There are three problems. First, people can always do something with a little extra money, even if it is just to protect themselves against future calamity by adding it to a reserve fund. Second, funds earmarked for one thing cannot be used for another, and since we do not have infinite resources, we must make difficult choices about when to say “yes” and when to say “yes.”NoThird, even when a cause is adequately funded – or at least funded enough to win a particular crusade – it usually does not dissolve but moves on to another crusade because we look more carefully to find the straw among the ever-growing piles of wheat.

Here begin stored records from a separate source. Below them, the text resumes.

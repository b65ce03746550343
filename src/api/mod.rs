//! HTTP Bindings
//!
//! Fetch wrappers for the Ecoleta backend and the IBGE localidades API,
//! organized by service.

mod ibge;
mod items;
mod points;

use gloo_net::http::Request;
use serde::de::DeserializeOwned;

use crate::error::FetchError;

// Re-export all public items
pub use ibge::*;
pub use items::*;
pub use points::*;

/// GET a JSON document. Non-2xx responses are errors.
async fn get_json<T: DeserializeOwned>(url: &str) -> Result<T, FetchError> {
    let response = Request::get(url)
        .send()
        .await
        .map_err(|e| FetchError::Network(e.to_string()))?;

    if !response.ok() {
        return Err(FetchError::Status {
            status: response.status(),
            url: url.to_string(),
        });
    }

    response
        .json::<T>()
        .await
        .map_err(|e| FetchError::Decode(e.to_string()))
}
//! IBGE Endpoints
//!
//! Brazilian states (UF) and their municipalities.

use crate::config::AppConfig;
use crate::error::FetchError;
use crate::models::{IbgeCity, IbgeUf};
use super::get_json;

/// UF abbreviations in the order IBGE returns them
pub async fn list_ufs(config: &AppConfig) -> Result<Vec<String>, FetchError> {
    let ufs: Vec<IbgeUf> = get_json(&config.ufs_url()).await?;
    Ok(uf_codes(ufs))
}

/// City names of one UF
pub async fn list_cities(config: &AppConfig, uf: &str) -> Result<Vec<String>, FetchError> {
    let cities: Vec<IbgeCity> = get_json(&config.cities_url(uf)).await?;
    Ok(city_names(cities))
}

pub fn uf_codes(ufs: Vec<IbgeUf>) -> Vec<String> {
    ufs.into_iter().map(|uf| uf.sigla).collect()
}

pub fn city_names(cities: Vec<IbgeCity>) -> Vec<String> {
    cities.into_iter().map(|city| city.nome).collect()
}

#[cfg(test)]
mod tests {
    use super::*;

    #[test]
    fn test_uf_codes_keep_order() {
        let ufs = vec![
            IbgeUf { sigla: "RO".to_string() },
            IbgeUf { sigla: "AC".to_string() },
            IbgeUf { sigla: "SP".to_string() },
        ];
        assert_eq!(uf_codes(ufs), vec!["RO", "AC", "SP"]);
    }

    #[test]
    fn test_city_names() {
        let json = r#"[{"id":3509502,"nome":"Campinas"},{"id":3550308,"nome":"São Paulo"}]"#;
        let cities: Vec<IbgeCity> = serde_json::from_str(json).unwrap();
        assert_eq!(city_names(cities), vec!["Campinas", "São Paulo"]);
    }
}
//! Frontend Models
//!
//! Data structures matching the backend and IBGE payloads.

use serde::{Deserialize, Serialize};

/// Sentinel for "no UF / no city chosen yet"
pub const NO_SELECTION: &str = "0";

/// Map centre and marker used until geolocation resolves
pub const DEFAULT_POSITION: Coordinate = Coordinate {
    latitude: -22.8255629,
    longitude: -47.2723987,
};

/// Collectable waste category (matches backend `GET /items`)
#[derive(Debug, Clone, PartialEq, Serialize, Deserialize)]
pub struct SelectableItem {
    pub id: u32,
    pub title: String,
    pub image_url: String,
}

/// IBGE state entry; only the abbreviation is used
#[derive(Debug, Clone, PartialEq, Deserialize)]
pub struct IbgeUf {
    pub sigla: String,
}

/// IBGE municipality entry; only the name is used
#[derive(Debug, Clone, PartialEq, Deserialize)]
pub struct IbgeCity {
    pub nome: String,
}

#[derive(Debug, Clone, Copy, PartialEq)]
pub struct Coordinate {
    pub latitude: f64,
    pub longitude: f64,
}

impl Coordinate {
    pub fn new(latitude: f64, longitude: f64) -> Self {
        Self { latitude, longitude }
    }
}

/// Text inputs of the entity data fieldset
#[derive(Debug, Clone, Copy, PartialEq, Eq)]
pub enum FormField {
    Name,
    Email,
    Whatssap,
}

impl FormField {
    /// Map an `<input name=..>` to a field
    pub fn from_name(name: &str) -> Option<Self> {
        match name {
            "name" => Some(Self::Name),
            "email" => Some(Self::Email),
            "whatssap" => Some(Self::Whatssap),
            _ => None,
        }
    }
}

#[derive(Debug, Clone, Default, PartialEq)]
pub struct FormFields {
    pub name: String,
    pub email: String,
    pub whatssap: String,
}

impl FormFields {
    pub fn set(&mut self, field: FormField, value: String) {
        match field {
            FormField::Name => self.name = value,
            FormField::Email => self.email = value,
            FormField::Whatssap => self.whatssap = value,
        }
    }
}

/// Image picked in the drop zone, already read into memory
#[derive(Debug, Clone, PartialEq)]
pub struct UploadedFile {
    pub name: String,
    pub content_type: String,
    pub bytes: Vec<u8>,
    pub preview_url: Option<String>,
}

impl From<leptos_filedrop::DroppedFile> for UploadedFile {
    fn from(file: leptos_filedrop::DroppedFile) -> Self {
        Self {
            name: file.name,
            content_type: file.content_type,
            bytes: file.bytes,
            preview_url: file.preview_url,
        }
    }
}

/// Multipart payload for `POST /points`
#[derive(Debug, Clone, PartialEq)]
pub struct PointSubmission {
    /// Text parts in wire order
    pub fields: Vec<(&'static str, String)>,
    /// Sent as the `image` part only when present
    pub image: Option<UploadedFile>,
}

impl PointSubmission {
    pub fn field(&self, name: &str) -> Option<&str> {
        self.fields
            .iter()
            .find(|(key, _)| *key == name)
            .map(|(_, value)| value.as_str())
    }
}

#[cfg(test)]
mod tests {
    use super::*;

    #[test]
    fn test_form_field_names() {
        assert_eq!(FormField::from_name("name"), Some(FormField::Name));
        assert_eq!(FormField::from_name("email"), Some(FormField::Email));
        assert_eq!(FormField::from_name("whatssap"), Some(FormField::Whatssap));
        assert_eq!(FormField::from_name("phone"), None);
    }

    #[test]
    fn test_decode_backend_items() {
        let json = r#"[{"id":1,"title":"Lâmpadas","image_url":"http://localhost:3333/uploads/lampadas.svg"}]"#;
        let items: Vec<SelectableItem> = serde_json::from_str(json).unwrap();
        assert_eq!(items.len(), 1);
        assert_eq!(items[0].id, 1);
        assert_eq!(items[0].title, "Lâmpadas");
    }

    #[test]
    fn test_decode_ibge_ignores_extra_fields() {
        let json = r#"[{"id":35,"sigla":"SP","nome":"São Paulo","regiao":{"id":3,"sigla":"SE","nome":"Sudeste"}}]"#;
        let ufs: Vec<IbgeUf> = serde_json::from_str(json).unwrap();
        assert_eq!(ufs, vec![IbgeUf { sigla: "SP".to_string() }]);

        let json = r#"[{"id":3509502,"nome":"Campinas","microrregiao":{"id":35032}}]"#;
        let cities: Vec<IbgeCity> = serde_json::from_str(json).unwrap();
        assert_eq!(cities[0].nome, "Campinas");
    }
}
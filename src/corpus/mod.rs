pub mod newsela;
pub mod onestop;

pub use newsela::NewselaExtractor;
pub use onestop::OneStopExtractor;
pub mod config;
pub mod core;
pub mod corpus;
pub mod data;
pub mod evaluate;
pub mod model;
pub mod translate;
pub mod unify;
pub mod utils;

pub use self::core::{level_path, prefixed, Level, PipelineError, Result};

pub use data::{
    build_vocab, count_features, CorpusSplitter, CorpusType, Example, Fields, FilterPolicy,
    LevelShardBuilder, Shard, Vocab, VocabOptions,
};

pub use model::{
    copy_model, Batch, Decoder, DecoderOutput, Encoder, EncoderState, LevelRoutedModel,
};

pub use translate::Translator;

pub use unify::{unify, UnifiedCorpora, UnifiedRecord};

pub use evaluate::{Evaluator, MetricFlags, ProcessRunner, ScorerRunner};

pub use corpus::{NewselaExtractor, OneStopExtractor};
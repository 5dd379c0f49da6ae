use std::path::PathBuf;

use thiserror::Error;

use crate::core::Level;

/// Fatal pipeline errors. No component retries; every one of these aborts the
/// enclosing run, leaving already-completed per-level outputs on disk.
#[derive(Debug, Error)]
pub enum PipelineError {
    #[error("aligned corpus for level {level} has mismatched line counts: {left} vs {right}")]
    MisalignedCorpus {
        level: Level,
        left: usize,
        right: usize,
    },

    #[error("no decoder or shard registered for level {0}")]
    UnknownLevel(Level),

    #[error("batch mixes examples from levels {0:?}")]
    MixedLevelBatch(Vec<Level>),

    #[error("external scorer `{tool}` failed: {detail}")]
    ExternalTool { tool: String, detail: String },

    #[error("empty or missing corpus file: {}", .0.display())]
    EmptyCorpus(PathBuf),
}
pub mod baseline;
pub mod batch;
pub mod routed;
pub mod traits;

pub use baseline::{copy_model, BagEncoder, CopyDecoder};
pub use batch::Batch;
pub use routed::LevelRoutedModel;
pub use traits::{Decoder, DecoderOutput, Encoder, EncoderState};
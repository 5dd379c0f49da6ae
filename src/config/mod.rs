use std::path::{Path, PathBuf};

use anyhow::Context;
use chrono::Local;
use serde::de::DeserializeOwned;
use serde::{Deserialize, Serialize};

use crate::core::{Level, Result};

/// Preprocessing options: corpus bases, split fraction, filtering bounds and
/// vocabulary knobs. Mirrors the `preprocess` CLI flags; also loadable from
/// a YAML file.
#[derive(Debug, Clone, Serialize, Deserialize)]
pub struct PreprocessConfig {
    pub src: PathBuf,
    pub tgt: PathBuf,
    pub levels: Vec<Level>,
    pub save_data: PathBuf,
    #[serde(default = "default_train_valid_split")]
    pub train_valid_split: f64,
    #[serde(default = "default_seq_length")]
    pub src_seq_length: usize,
    #[serde(default = "default_seq_length")]
    pub tgt_seq_length: usize,
    #[serde(default)]
    pub filter_valid: bool,
    #[serde(default)]
    pub share_vocab: bool,
    #[serde(default)]
    pub words_min_frequency: usize,
    #[serde(default = "default_vocab_size")]
    pub vocab_size: usize,
}

#[derive(Debug, Clone, Serialize, Deserialize)]
pub struct TranslateConfig {
    pub src: PathBuf,
    pub tgt: Option<PathBuf>,
    pub levels: Vec<Level>,
    pub output: PathBuf,
    #[serde(default = "default_batch_size")]
    pub batch_size: usize,
}

#[derive(Debug, Clone, Serialize, Deserialize)]
pub struct EvaluateConfig {
    pub src: PathBuf,
    pub tgt: PathBuf,
    pub pred: PathBuf,
    pub levels: Vec<Level>,
    pub tools_dir: PathBuf,
    #[serde(default)]
    pub unified: bool,
    #[serde(default = "default_output_root")]
    pub output_root: PathBuf,
    #[serde(default = "default_experiment")]
    pub experiment: String,
    #[serde(default)]
    pub report_rouge: bool,
    #[serde(default)]
    pub report_bleu: bool,
    #[serde(default)]
    pub report_sari: bool,
    #[serde(default)]
    pub report_flesch_reading_ease: bool,
    #[serde(default)]
    pub report_flesch_kincaid_grade_level: bool,
}

fn default_train_valid_split() -> f64 {
    0.8
}

fn default_seq_length() -> usize {
    50
}

fn default_vocab_size() -> usize {
    50_000
}

fn default_batch_size() -> usize {
    30
}

fn default_output_root() -> PathBuf {
    PathBuf::from("runs")
}

fn default_experiment() -> String {
    "default".to_string()
}

/// Load any of the option structs from a YAML file.
pub fn load<T: DeserializeOwned>(path: &Path) -> Result<T> {
    let content = std::fs::read_to_string(path)
        .with_context(|| format!("reading config {}", path.display()))?;
    serde_yaml::from_str(&content).with_context(|| format!("parsing config {}", path.display()))
}

/// Per-run output directory: `output_root/experiment/<Mon-DD_HH-MM-SS>`.
pub fn run_dir(output_root: &Path, experiment: &str) -> PathBuf {
    let stamp = Local::now().format("%b-%d_%H-%M-%S").to_string();
    output_root.join(experiment).join(stamp)
}

#[cfg(test)]
mod tests {
    use super::*;

    #[test]
    fn test_yaml_config_fills_defaults() {
        let dir = tempfile::tempdir().unwrap();
        let path = dir.path().join("preprocess.yaml");
        std::fs::write(
            &path,
            "src: data/src.\ntgt: data/tgt.\nlevels: [2, 3]\nsave_data: data/demo\n",
        )
        .unwrap();

        let config: PreprocessConfig = load(&path).unwrap();
        assert_eq!(config.levels, [Level(2), Level(3)]);
        assert_eq!(config.train_valid_split, 0.8);
        assert_eq!(config.src_seq_length, 50);
        assert!(!config.filter_valid);
    }

    #[test]
    fn test_run_dir_shape() {
        let dir = run_dir(Path::new("runs"), "newsela");
        let stamp = dir.file_name().unwrap().to_string_lossy().into_owned();
        assert!(dir.starts_with("runs/newsela"));
        // Mon-DD_HH-MM-SS
        assert_eq!(stamp.len(), "Jan-01_00-00-00".len());
        assert_eq!(stamp.matches('-').count(), 3);
        assert_eq!(stamp.matches('_').count(), 1);
    }

    #[test]
    fn test_malformed_config_is_an_error() {
        let dir = tempfile::tempdir().unwrap();
        let path = dir.path().join("broken.yaml");
        std::fs::write(&path, "src: [not, a, path\n").unwrap();
        assert!(load::<PreprocessConfig>(&path).is_err());
    }
}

A former colleague often said, “The older I get, the better I am.” It’s easy and tempting to think that there was a golden age when we did things right. There are a few errors in this way of thinking. First, it’s simply wrong to think that we neglected things like education. Spending on primary and secondary education, adjusted for inflation, increased by 280% in 2020 compared to 1960.The idea that education is “defunded” is simply false. Second, golden ages can be misleading because of the incentives of politicians. When you’re spending the money of future generations and you know you’ll be advanced by the time the bill comes, it’s easy to spend lavishly on public services and put off unimportant things like maintenance. By the time the bill comes, you’ve advanced in your career and some other idiot has been left with the bill.
We should not blame the problems on “inadequate funding”. Nothing We will never be “adequately” funded if we can think of something else to do with the next dollar – and people will always be able to think of something else to do with the next dollar.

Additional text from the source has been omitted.